そう言えば、今日は武田と一度も会っていなかった。

「田上さん。見ていましたよ。今日は絶好調ですね」

「ああ、偶然だよ。運がよかった」

「それにしても今日はすごかった。僕なんて全然ダメでしたよ」

「まあ、そのうち、運がいい日もあるさ」

「そう言えば聞きました?菅が今日来てないでしょ?」

 確かに、今日は菅の姿を一度も見ていない。珍しい。会いたくもないのに必ず田上を見つけ出しては、嫌味を言ってくるが今回は全くそれがなかった。

「菅はですが、今日休みらしいですよ」

「珍しい。毎回来ているのに」

「知り合いから聞いた話なのですが。菅は最近、体調と商売の調子が悪くて困っているらしいですよ」

「そうなのか」

「はい」

 菅の商売がうまく行っていない。そんなの初耳だ。彼はやり手だ。きっと、何かの間違いだろうと、田上は思った。

「どうせ、噂話だろう。風邪を引くらい誰にでもあることだ」

「確かに。

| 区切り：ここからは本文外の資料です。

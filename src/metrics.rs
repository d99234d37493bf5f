// Copyright (C) 2024 Quickwit, Inc.
//
// Quickwit is offered under the AGPL v3.0 and as commercial software.
// For commercial licensing, contact us at hello@quickwit.io.
//
// AGPL:
// This program is free software: you can redistribute it and/or modify
// it under the terms of the GNU Affero General Public License as
// published by the Free Software Foundation, either version 3 of the
// License, or (at your option) any later version.
//
// This program is distributed in the hope that it will be useful,
// but WITHOUT ANY WARRANTY; without even the implied warranty of
// MERCHANTABILITY or FITNESS FOR A PARTICULAR PURPOSE. See the
// GNU Affero General Public License for more details.
//
// You should have received a copy of the GNU Affero General Public License
// along with this program. If not, see <http://www.gnu.org/licenses/>.

// See https://prometheus.io/docs/practices/naming/

use once_cell::sync::Lazy;
use prometheus::{IntCounter, IntGauge, Opts};

fn new_counter(name: &str, description: &str, namespace: &str) -> IntCounter {
    let counter_opts = Opts::new(name, description).namespace(namespace);
    let counter = IntCounter::with_opts(counter_opts).expect("Failed to create counter");
    prometheus::register(Box::new(counter.clone())).expect("Failed to register counter");
    counter
}

fn new_gauge(name: &str, description: &str, namespace: &str) -> IntGauge {
    let gauge_opts = Opts::new(name, description).namespace(namespace);
    let gauge = IntGauge::with_opts(gauge_opts).expect("Failed to create gauge");
    prometheus::register(Box::new(gauge.clone())).expect("Failed to register gauge");
    gauge
}

pub struct HerderMetrics {
    pub blocked_batch_workers: IntGauge,
    pub queries_rejected_total: IntCounter,
    pub over_quota_signals_total: IntCounter,
    pub waiter_wakeups_total: IntCounter,
}

impl Default for HerderMetrics {
    fn default() -> Self {
        HerderMetrics {
            blocked_batch_workers: new_gauge(
                "blocked_batch_workers",
                "Number of index batch workers currently parked in the admission gate.",
                "herder",
            ),
            queries_rejected_total: new_counter(
                "queries_rejected_total",
                "Total number of queries rejected because the node was over its memory quota.",
                "herder",
            ),
            over_quota_signals_total: new_counter(
                "over_quota_signals_total",
                "Total number of advisory over-quota signals emitted.",
                "herder",
            ),
            waiter_wakeups_total: new_counter(
                "waiter_wakeups_total",
                "Total number of broadcasts that woke at least one gated batch worker.",
                "herder",
            ),
        }
    }
}

/// `HERDER_METRICS` exposes admission gate activity through the process
/// prometheus endpoint.
pub static HERDER_METRICS: Lazy<HerderMetrics> = Lazy::new(HerderMetrics::default);
// Copyright (C) 2024 Quickwit, Inc.
//
// Quickwit is offered under the AGPL v3.0 and as commercial software.
// For commercial licensing, contact us at hello@quickwit.io.
//
// AGPL:
// This program is free software: you can redistribute it and/or modify
// it under the terms of the GNU Affero General Public License as
// published by the Free Software Foundation, either version 3 of the
// License, or (at your option) any later version.
//
// This program is distributed in the hope that it will be useful,
// but WITHOUT ANY WARRANTY; without even the implied warranty of
// MERCHANTABILITY or FITNESS FOR A PARTICULAR PURPOSE. See the
// GNU Affero General Public License for more details.
//
// You should have received a copy of the GNU Affero General Public License
// along with this program. If not, see <http://www.gnu.org/licenses/>.

use std::sync::Arc;

use crate::herder::{AppHerder, EngineHandle};

/// Epoch counters of a segmented inverted index. The root epoch advances on
/// every introduction; the merged/persisted epochs trail it until the
/// merger and persister catch up.
#[derive(Clone, Copy, Debug, Eq, PartialEq)]
pub struct SegmentEpochs {
    pub cur_root: u64,
    pub last_merged: u64,
    pub last_persisted: u64,
}

impl SegmentEpochs {
    /// All three epochs coinciding means every introduced segment has been
    /// merged and persisted: nothing is left in memory worth accounting.
    pub fn is_quiescent(&self) -> bool {
        self.cur_root == self.last_merged && self.last_merged == self.last_persisted
    }
}

/// Herder-facing surface of a segmented inverted-index engine.
pub trait SegmentIndex: Send + Sync + 'static {
    fn epochs(&self) -> SegmentEpochs;

    /// The engine's reported in-memory bytes.
    fn memory_used(&self) -> u64;
}

/// Native lifecycle events of the segmented index engine.
#[derive(Clone, Copy, Debug, Eq, PartialEq)]
pub enum SegmentIndexEvent {
    Close,
    BatchIntroductionStart,
    PersisterProgress,
    MergerProgress,
}

/// Translates native segmented-index events into herder hooks.
pub struct SegmentEventBridge<I: SegmentIndex> {
    herder: Arc<AppHerder>,
    index: Arc<I>,
    handle: EngineHandle,
}

impl<I: SegmentIndex> SegmentEventBridge<I> {
    pub fn new(herder: Arc<AppHerder>, index: Arc<I>) -> Self {
        let handle = EngineHandle::of(&index);
        SegmentEventBridge {
            herder,
            index,
            handle,
        }
    }

    pub fn on_event(&self, event: SegmentIndexEvent) {
        match event {
            SegmentIndexEvent::Close => self.herder.on_close(self.handle),
            SegmentIndexEvent::BatchIntroductionStart => {
                let index = self.index.clone();
                self.herder.on_batch_execute_start(
                    self.handle,
                    Box::new(move || segment_index_size(&*index)),
                );
            }
            SegmentIndexEvent::PersisterProgress => self.herder.on_persister_progress(),
            SegmentIndexEvent::MergerProgress => self.herder.on_merger_progress(),
        }
    }
}

fn segment_index_size<I: SegmentIndex>(index: &I) -> u64 {
    if index.epochs().is_quiescent() {
        return 0;
    }
    index.memory_used()
}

そういえば田上さん幸せそうですね。何かあったのですか?」

「実は恋人ができた」

「え?まさかマッチングアプリの娘ですか?」

「そうだよ」

「やったじゃないですか」

「まあね、運がいいだけだよ」

「田上さんはいいな。マッチングアプリに成功して、しかも、今日は良い物ばかり仕入れて。今が幸せの絶頂期かもしれないですよ」

「そんなこと言うなよ。そしたら、あとは下り坂ってことじゃないか」

「確かに、悪気はないですよ。」

「分かっているよ。じゃあ、俺は倉庫に商品を運ぶから、この辺で」

「はい、気をつけて」

 車に乗り込む田上。そんなに他人から幸せそうに見えるのか?と田上はサイドミラーで自分の顔を確認した。確かに、前に比べて血色がいい感じがした。

 それにしても、菅が体調を崩すとは信じられなかった。確か、前回にあった時は彼らしくなく、不調だったのを思い出した。あながち嘘ではないのかもしれない。

 菅はおそらく50代だ。いつ体調を崩してもおかしくない年頃だ。

 田上は自分も気をつけようと思った。まだ35歳だが、不摂生な生活を送っているからだ。タバコをやめて、体でも鍛えよかと一瞬思った。